Produce an exact transcription of every entry.

[Extracted material — start]

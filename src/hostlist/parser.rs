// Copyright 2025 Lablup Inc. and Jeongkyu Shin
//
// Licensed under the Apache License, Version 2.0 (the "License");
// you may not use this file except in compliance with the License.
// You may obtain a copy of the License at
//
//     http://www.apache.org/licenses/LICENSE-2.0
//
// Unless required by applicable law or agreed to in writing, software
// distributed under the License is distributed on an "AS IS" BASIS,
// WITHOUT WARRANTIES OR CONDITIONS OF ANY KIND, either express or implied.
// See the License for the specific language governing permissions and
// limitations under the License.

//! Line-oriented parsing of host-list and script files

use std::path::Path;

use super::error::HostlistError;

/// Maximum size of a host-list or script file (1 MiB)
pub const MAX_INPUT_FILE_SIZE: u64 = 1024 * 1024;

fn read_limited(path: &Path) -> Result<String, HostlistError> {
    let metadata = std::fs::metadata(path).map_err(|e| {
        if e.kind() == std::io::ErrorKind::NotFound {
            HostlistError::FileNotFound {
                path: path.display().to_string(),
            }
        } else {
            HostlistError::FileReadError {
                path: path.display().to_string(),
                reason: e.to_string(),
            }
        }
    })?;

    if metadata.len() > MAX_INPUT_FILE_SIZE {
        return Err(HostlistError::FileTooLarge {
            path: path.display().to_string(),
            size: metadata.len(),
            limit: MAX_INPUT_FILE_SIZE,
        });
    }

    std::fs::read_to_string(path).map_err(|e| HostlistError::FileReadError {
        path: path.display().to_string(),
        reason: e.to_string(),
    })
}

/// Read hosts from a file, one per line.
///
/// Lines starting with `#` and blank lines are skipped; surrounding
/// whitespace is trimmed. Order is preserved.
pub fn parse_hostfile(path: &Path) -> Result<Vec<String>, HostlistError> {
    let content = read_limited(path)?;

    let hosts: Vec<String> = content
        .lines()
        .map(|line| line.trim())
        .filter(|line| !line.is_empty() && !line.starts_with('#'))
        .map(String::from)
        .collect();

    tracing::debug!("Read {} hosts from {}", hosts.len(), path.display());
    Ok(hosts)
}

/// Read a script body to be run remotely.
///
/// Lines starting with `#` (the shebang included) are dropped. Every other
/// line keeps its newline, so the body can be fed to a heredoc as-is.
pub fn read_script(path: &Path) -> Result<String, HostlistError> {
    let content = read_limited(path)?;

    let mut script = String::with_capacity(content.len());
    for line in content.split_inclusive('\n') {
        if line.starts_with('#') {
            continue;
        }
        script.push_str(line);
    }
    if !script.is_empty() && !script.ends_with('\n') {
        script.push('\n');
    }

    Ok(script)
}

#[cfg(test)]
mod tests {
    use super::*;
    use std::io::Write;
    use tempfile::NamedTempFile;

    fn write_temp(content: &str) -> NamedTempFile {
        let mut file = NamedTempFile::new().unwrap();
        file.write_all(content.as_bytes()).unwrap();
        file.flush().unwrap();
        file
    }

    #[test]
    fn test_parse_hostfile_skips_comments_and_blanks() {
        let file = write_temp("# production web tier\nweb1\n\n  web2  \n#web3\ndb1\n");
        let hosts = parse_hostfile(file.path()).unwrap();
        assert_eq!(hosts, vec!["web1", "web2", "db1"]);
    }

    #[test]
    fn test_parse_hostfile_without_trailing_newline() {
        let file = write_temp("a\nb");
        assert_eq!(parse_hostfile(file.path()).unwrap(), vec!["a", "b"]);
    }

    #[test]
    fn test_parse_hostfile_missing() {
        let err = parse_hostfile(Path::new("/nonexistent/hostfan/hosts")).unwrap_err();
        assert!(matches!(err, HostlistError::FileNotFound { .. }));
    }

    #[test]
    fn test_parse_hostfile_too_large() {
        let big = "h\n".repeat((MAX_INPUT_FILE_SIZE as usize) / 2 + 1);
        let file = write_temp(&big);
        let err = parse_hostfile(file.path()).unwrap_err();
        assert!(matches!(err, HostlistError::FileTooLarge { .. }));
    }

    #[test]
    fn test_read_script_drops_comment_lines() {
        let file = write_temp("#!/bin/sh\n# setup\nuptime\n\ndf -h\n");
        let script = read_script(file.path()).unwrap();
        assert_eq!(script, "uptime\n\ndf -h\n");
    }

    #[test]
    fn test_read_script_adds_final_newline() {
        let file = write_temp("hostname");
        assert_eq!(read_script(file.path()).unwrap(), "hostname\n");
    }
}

[Extracted material — finish]

- [Solution for this problem]:
filename src/hostlist/parser.rs
// Copyright 2025 Lablup Inc. and Jeongkyu Shin
//
// Licensed under the Apache License, Version 2.0 (the "License");
// you may not use this file except in compliance with the License.
// You may obtain a copy of the License at
//
//     http://www.apache.org/licenses/LICENSE-2.0
//
// Unless required by applicable law or agreed to in writing, software
// distributed under the License is distributed on an "AS IS" BASIS,
// WITHOUT WARRANTIES OR CONDITIONS OF ANY KIND, either express or implied.
// See the License for the specific language governing permissions and
// limitations under the License.

//! Line-oriented parsing of host-list and script files

use std::path::Path;

use super::error::HostlistError;

/// Maximum size of a host-list or script file (1 MiB)
pub const MAX_INPUT_FILE_SIZE: u64 = 1024 * 1024;

fn read_limited(path: &Path) -> Result<String, HostlistError> {
    let metadata = std::fs::metadata(path).map_err(|e| {
        if e.kind() == std::io::ErrorKind::NotFound {
            HostlistError::FileNotFound {
                path: path.display().to_string(),
            }
        } else {
            HostlistError::FileReadError {
                path: path.display().to_string(),
                reason: e.to_string(),
            }
        }
    })?;

    if metadata.len() > MAX_INPUT_FILE_SIZE {
        return Err(HostlistError::FileTooLarge {
            path: path.display().to_string(),
            size: metadata.len(),
            limit: MAX_INPUT_FILE_SIZE,
        });
    }

    std::fs::read_to_string(path).map_err(|e| HostlistError::FileReadError {
        path: path.display().to_string(),
        reason: e.to_string(),
    })
}

/// Read hosts from a file, one per line.
///
/// Lines starting with `#` and blank lines are skipped; surrounding
/// whitespace is trimmed. Order is preserved.
pub fn parse_hostfile(path: &Path) -> Result<Vec<String>, HostlistError> {
    let content = read_limited(path)?;

    let hosts: Vec<String> = content
        .lines()
        .map(|line| line.trim())
        .filter(|line| !line.is_empty() && !line.starts_with('#'))
        .map(String::from)
        .collect();

    tracing::debug!("Read {} hosts from {}", hosts.len(), path.display());
    Ok(hosts)
}

/// Read a script body to be run remotely.
///
/// Lines starting with `#` (the shebang included) are dropped. Every other
/// line keeps its newline, so the body can be fed to a heredoc as-is.
pub fn read_script(path: &Path) -> Result<String, HostlistError> {
    let content = read_limited(path)?;

    let mut script = String::with_capacity(content.len());
    for line in content.split_inclusive('\n') {
        if line.starts_with('#') {
            continue;
        }
        script.push_str(line);
    }
    if !script.is_empty() && !script.ends_with('\n') {
        script.push('\n');
    }

    Ok(script)
}

#[cfg(test)]
mod tests {
    use super::*;
    use std::io::Write;
    use tempfile::NamedTempFile;

    fn write_temp(content: &str) -> NamedTempFile {
        let mut file = NamedTempFile::new().unwrap();
        file.write_all(content.as_bytes()).unwrap();
        file.flush().unwrap();
        file
    }

    #[test]
    fn test_parse_hostfile_skips_comments_and_blanks() {
        let file = write_temp("# production web tier\nweb1\n\n  web2  \n#web3\ndb1\n");
        let hosts = parse_hostfile(file.path()).unwrap();
        assert_eq!(hosts, vec!["web1", "web2", "db1"]);
    }

    #[test]
    fn test_parse_hostfile_without_trailing_newline() {
        let file = write_temp("a\nb");
        assert_eq!(parse_hostfile(file.path()).unwrap(), vec!["a", "b"]);
    }

    #[test]
    fn test_parse_hostfile_missing() {
        let err = parse_hostfile(Path::new("/nonexistent/hostfan/hosts")).unwrap_err();
        assert!(matches!(err, HostlistError::FileNotFound { .. }));
    }

    #[test]
    fn test_parse_hostfile_too_large() {
        let big = "h\n".repeat((MAX_INPUT_FILE_SIZE as usize) / 2 + 1);
        let file = write_temp(&big);
        let err = parse_hostfile(file.path()).unwrap_err();
        assert!(matches!(err, HostlistError::FileTooLarge { .. }));
    }

    #[test]
    fn test_read_script_drops_comment_lines() {
        let file = write_temp("#!/bin/sh\n# setup\nuptime\n\ndf -h\n");
        let script = read_script(file.path()).unwrap();
        assert_eq!(script, "uptime\n\ndf -h\n");
    }

    #[test]
    fn test_read_script_adds_final_newline() {
        let file = write_temp("hostname");
        assert_eq!(read_script(file.path()).unwrap(), "hostname\n");
    }
}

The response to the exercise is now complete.